--- Your objective ---
Tally the lines in the following entries that include the word "series"; state only the total.

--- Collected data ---
<<<<

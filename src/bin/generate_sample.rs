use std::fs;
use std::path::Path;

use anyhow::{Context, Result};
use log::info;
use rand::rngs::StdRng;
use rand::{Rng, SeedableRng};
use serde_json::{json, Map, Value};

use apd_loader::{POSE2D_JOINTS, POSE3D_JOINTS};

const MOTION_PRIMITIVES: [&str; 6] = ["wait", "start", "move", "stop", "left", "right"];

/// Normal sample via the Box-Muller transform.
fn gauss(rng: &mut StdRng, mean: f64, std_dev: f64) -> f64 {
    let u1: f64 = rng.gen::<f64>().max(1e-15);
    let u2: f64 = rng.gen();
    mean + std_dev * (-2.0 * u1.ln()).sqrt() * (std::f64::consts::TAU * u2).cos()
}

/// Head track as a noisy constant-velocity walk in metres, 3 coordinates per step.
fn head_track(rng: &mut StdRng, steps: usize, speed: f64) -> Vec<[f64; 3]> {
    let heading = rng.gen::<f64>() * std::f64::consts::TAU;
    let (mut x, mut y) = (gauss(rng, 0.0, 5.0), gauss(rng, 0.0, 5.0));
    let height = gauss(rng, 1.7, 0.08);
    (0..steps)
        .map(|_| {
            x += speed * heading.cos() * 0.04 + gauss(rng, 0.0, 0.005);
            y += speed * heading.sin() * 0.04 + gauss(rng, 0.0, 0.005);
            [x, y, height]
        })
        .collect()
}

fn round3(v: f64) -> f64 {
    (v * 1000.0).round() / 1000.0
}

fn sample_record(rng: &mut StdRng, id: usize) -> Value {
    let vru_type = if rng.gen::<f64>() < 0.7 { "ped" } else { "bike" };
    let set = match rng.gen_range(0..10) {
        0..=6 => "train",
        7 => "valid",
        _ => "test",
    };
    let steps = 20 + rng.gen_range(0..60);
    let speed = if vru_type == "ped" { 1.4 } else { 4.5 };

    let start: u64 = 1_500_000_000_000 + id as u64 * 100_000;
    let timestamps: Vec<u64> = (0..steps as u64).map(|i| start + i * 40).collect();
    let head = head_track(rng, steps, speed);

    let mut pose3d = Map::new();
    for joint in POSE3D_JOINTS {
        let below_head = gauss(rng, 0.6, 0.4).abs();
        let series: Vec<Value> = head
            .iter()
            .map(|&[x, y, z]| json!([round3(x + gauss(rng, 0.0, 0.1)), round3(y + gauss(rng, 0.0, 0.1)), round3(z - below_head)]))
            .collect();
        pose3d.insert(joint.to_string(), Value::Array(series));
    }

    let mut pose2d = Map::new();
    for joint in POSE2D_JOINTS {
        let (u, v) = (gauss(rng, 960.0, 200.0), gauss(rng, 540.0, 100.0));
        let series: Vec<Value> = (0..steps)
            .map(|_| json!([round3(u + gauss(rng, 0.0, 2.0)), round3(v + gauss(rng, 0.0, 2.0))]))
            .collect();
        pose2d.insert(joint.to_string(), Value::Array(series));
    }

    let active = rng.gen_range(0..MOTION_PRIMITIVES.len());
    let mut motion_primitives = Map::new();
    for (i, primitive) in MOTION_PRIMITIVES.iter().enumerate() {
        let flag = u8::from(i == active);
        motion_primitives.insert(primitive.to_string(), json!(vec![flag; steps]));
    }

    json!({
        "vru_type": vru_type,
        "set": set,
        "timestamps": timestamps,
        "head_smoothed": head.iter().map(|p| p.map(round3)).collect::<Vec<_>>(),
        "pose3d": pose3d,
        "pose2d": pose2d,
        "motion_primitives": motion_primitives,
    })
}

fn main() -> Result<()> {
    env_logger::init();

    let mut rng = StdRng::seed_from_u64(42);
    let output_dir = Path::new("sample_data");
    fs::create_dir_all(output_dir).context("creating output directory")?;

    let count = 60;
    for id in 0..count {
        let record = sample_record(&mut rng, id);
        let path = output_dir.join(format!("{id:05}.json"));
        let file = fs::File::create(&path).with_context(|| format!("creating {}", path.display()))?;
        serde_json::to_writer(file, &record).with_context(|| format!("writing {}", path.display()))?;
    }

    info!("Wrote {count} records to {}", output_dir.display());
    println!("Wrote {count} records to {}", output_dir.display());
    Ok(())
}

>>>>
<<<<

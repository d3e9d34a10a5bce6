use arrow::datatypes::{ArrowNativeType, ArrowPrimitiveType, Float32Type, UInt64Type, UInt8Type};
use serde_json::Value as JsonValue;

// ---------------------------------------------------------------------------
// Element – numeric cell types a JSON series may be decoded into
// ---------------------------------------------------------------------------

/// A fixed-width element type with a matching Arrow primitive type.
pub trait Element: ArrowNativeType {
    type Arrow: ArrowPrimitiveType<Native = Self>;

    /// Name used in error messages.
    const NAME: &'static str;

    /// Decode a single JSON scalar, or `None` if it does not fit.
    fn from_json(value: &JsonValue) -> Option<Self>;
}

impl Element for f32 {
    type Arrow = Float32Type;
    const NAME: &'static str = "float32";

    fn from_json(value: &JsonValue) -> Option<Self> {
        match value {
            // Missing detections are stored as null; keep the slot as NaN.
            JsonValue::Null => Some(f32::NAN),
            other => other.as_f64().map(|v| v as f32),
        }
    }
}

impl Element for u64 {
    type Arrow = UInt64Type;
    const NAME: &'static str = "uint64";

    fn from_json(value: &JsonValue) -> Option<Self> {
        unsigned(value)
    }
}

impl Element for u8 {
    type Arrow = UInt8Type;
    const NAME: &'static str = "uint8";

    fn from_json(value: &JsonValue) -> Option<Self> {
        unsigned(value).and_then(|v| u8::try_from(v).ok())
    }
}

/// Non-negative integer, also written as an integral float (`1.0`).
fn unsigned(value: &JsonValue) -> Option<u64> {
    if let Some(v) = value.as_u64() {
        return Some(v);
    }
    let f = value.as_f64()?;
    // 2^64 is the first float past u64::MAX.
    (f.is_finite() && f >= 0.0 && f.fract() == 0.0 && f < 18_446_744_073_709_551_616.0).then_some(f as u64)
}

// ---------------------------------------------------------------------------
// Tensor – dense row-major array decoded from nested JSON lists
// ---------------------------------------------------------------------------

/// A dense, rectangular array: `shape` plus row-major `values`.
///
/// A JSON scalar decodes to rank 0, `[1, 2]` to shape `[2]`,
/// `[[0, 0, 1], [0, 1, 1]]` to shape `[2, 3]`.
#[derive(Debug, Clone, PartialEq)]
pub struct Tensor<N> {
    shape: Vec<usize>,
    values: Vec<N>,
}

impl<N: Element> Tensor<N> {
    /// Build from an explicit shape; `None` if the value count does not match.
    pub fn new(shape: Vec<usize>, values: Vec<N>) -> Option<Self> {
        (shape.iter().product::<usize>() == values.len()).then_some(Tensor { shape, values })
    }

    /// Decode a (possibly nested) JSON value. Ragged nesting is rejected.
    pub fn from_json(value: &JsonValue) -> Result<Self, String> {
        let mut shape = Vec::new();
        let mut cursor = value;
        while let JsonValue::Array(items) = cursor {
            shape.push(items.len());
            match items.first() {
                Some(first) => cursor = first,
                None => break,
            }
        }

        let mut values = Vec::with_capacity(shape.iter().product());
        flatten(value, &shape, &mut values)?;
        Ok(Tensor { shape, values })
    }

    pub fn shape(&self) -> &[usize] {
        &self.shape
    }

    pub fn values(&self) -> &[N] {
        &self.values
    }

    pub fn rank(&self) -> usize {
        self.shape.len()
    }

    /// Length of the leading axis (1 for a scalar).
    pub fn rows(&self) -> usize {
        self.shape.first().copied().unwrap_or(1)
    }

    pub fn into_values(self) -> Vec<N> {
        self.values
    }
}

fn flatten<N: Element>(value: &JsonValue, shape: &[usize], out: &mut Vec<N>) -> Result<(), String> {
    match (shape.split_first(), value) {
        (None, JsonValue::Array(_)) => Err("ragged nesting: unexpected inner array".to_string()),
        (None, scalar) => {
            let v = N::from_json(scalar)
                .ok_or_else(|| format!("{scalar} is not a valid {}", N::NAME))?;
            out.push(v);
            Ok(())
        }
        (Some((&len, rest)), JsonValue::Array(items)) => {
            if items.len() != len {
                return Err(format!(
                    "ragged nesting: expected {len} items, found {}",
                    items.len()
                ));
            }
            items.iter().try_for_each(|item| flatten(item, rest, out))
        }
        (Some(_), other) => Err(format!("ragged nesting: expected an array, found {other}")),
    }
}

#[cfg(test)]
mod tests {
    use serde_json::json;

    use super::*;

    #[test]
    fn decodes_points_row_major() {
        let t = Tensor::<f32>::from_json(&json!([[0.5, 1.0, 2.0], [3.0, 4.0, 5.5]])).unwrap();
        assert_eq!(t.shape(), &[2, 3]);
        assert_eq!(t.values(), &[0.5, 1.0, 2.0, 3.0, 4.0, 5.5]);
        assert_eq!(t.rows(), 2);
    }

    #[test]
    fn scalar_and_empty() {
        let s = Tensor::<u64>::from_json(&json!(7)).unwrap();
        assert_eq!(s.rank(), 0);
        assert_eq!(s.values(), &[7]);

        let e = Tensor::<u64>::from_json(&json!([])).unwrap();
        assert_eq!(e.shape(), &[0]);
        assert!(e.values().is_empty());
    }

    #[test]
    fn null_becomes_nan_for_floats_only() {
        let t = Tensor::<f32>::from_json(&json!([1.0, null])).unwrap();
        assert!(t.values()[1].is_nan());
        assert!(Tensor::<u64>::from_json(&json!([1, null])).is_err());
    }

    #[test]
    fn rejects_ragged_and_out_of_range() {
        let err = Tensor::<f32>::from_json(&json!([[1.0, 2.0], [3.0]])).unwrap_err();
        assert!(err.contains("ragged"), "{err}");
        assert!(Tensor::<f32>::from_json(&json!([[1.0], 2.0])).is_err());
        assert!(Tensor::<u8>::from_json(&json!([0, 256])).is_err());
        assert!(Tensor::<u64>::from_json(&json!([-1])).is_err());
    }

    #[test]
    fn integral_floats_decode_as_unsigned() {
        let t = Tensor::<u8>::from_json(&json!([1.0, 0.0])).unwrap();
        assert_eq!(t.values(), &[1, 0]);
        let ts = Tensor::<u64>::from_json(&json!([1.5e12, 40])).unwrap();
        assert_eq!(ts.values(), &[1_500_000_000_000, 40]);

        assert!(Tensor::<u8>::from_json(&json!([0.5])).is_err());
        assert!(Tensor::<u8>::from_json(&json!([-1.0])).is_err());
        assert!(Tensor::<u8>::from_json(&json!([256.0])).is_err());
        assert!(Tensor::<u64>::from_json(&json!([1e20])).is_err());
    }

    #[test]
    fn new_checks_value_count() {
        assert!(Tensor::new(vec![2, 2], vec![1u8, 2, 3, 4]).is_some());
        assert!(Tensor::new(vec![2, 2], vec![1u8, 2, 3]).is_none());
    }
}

>>>>

--- Reply to the exercise ---
5